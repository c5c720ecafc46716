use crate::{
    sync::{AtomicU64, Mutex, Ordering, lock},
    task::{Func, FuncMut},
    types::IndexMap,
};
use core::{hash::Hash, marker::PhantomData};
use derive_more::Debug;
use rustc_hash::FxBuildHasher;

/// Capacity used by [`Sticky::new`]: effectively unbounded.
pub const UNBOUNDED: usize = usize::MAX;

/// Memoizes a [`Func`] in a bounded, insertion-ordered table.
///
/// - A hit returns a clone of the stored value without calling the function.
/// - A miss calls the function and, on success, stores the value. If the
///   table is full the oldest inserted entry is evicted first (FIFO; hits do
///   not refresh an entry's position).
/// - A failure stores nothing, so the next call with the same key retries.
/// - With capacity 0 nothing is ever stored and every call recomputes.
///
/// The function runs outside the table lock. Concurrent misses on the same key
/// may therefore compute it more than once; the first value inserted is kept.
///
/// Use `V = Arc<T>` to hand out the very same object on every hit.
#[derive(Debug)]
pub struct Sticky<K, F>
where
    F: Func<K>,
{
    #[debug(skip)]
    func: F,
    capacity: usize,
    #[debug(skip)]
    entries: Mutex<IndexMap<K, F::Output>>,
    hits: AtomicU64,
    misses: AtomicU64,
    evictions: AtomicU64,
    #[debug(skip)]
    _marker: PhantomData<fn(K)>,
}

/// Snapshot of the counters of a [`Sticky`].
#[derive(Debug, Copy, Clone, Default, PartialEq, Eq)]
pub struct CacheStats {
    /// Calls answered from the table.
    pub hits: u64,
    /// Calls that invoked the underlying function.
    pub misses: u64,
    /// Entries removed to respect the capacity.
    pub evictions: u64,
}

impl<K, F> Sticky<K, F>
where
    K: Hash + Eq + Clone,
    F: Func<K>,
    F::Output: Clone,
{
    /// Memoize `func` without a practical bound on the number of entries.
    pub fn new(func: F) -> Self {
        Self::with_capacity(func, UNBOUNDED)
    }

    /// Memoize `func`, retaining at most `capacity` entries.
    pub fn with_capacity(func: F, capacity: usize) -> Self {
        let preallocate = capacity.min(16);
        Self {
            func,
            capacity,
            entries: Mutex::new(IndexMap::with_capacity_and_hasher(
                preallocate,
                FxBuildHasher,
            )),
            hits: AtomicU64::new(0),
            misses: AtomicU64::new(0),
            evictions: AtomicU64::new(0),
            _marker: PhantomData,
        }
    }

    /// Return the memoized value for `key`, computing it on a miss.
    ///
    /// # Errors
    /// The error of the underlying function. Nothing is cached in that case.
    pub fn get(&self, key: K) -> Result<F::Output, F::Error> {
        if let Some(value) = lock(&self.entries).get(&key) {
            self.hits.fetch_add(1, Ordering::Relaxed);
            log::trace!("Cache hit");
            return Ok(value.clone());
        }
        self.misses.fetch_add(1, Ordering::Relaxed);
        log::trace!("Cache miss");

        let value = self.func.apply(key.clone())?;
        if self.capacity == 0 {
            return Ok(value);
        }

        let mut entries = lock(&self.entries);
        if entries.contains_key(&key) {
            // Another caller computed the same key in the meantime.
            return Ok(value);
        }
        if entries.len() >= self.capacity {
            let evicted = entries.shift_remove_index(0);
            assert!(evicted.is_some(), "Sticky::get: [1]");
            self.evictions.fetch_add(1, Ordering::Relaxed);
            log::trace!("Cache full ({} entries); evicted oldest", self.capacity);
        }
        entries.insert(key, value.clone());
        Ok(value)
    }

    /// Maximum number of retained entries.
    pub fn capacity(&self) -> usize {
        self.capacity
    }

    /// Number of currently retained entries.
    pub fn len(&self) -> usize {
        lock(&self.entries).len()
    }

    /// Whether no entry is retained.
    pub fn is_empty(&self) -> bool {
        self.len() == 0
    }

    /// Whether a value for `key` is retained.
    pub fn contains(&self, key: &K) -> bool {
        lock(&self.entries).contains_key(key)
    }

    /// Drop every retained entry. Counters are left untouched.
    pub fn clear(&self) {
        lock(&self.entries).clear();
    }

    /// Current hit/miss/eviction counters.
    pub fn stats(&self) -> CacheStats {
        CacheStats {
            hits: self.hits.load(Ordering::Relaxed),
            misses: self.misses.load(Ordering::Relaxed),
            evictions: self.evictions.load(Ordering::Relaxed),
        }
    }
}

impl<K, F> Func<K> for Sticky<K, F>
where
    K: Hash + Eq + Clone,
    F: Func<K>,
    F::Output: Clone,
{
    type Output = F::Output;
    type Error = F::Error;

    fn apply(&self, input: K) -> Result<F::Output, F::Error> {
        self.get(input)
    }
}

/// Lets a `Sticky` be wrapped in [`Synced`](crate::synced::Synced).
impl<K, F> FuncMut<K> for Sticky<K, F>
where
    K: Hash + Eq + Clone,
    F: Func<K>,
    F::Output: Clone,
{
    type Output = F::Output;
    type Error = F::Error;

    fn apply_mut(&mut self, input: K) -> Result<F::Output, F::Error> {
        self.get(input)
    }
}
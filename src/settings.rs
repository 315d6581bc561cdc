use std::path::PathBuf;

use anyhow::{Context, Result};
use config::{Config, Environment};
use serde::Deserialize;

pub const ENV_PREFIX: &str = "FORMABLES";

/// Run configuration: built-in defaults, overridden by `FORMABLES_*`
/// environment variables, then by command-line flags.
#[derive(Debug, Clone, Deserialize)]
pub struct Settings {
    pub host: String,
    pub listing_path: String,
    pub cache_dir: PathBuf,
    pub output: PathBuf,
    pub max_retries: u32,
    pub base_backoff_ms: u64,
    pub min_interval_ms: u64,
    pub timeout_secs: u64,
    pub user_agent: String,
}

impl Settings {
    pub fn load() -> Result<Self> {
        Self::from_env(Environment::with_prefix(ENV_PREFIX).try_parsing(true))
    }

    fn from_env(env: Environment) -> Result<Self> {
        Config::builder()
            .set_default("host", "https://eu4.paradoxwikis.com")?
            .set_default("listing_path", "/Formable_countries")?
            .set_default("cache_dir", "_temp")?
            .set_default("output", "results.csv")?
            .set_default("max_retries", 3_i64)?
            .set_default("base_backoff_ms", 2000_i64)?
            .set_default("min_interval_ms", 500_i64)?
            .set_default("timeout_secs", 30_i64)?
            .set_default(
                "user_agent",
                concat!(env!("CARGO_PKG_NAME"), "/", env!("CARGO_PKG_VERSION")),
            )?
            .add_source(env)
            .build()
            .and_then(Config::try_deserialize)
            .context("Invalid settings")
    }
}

◆ **WHAT IS NEEDED**
What lines in the material above hold the word "every"? Pull them out.

◆ **WRITTEN ANSWER**
/// - With capacity 0 nothing is ever stored and every call recomputes.
/// Use `V = Arc<T>` to hand out the very same object on every hit.
    /// Drop every retained entry. Counters are left untouched.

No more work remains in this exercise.